People bringing reindeer into Alaska must have them certified as low risk for chronic wasting disease, Gerlach said. The state also works with reindeer producers to test animals taken to slaughter or in herds for brucellosis or tuberculosis.
Anyone buying a reindeer should apply for a state permit to make sure they're disease-free, says Sabrieta Holland, a large-animal veterinarian based in the community of Butte near Palmer.
"You need to have proper fencing," Holland said. "If they get loose, they are quite well-adapted to Alaska conditions and they can easily exit."
Her son raised reindeer for 4-H, she said. "He stopped raising them because he grew to love them too much. We went and got a pair this spring that we can keep and not have to go to slaughter."
Newcomer
The Willow reindeer farm opened just this month.

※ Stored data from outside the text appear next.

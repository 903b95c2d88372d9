//! Mood Slicer entry point
//!
//! In the browser this wires DOM input, the camera and WebGPU to a `Session`.
//! Natively it runs a scripted headless session and prints the result.

#[cfg(target_arch = "wasm32")]
use wasm_bindgen::prelude::*;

Grundberg and business partner Neil Buntyn moved the business from Big Lake last year. Buntyn, who favors reindeer sales for meat or qualifying them for export, is out of the country.
Grundberg, a 53-year-old originally from Minnesota, spent 24 years in the village of Anvik before taking a city job in Anchorage as a grant writer with the Yukon River Inter-Tribal Watershed Council.
The park also offers a "petting zoo" for admission ($5 for children, $10 for adults; very young children, veterans and seniors get in free) gets visits from five to 10 carloads of people a day, Grundberg guessed.
He said anyone wanting to buy reindeer should have land and an enclosure, and the ability to do daily care.
Most of the serious interested buyers already have reindeer herds, he said, but the farm did sell a calf to a family up the Hatcher Pass road that don't have other reindeer. They do have 19 small dogs and a St. Bernard puppy.
Grundberg said he'd rather not sell the reindeer, which he likes to call "exhibition animals," but business is business and capital is scarce.
"Our reindeer, I consider them pets," he said.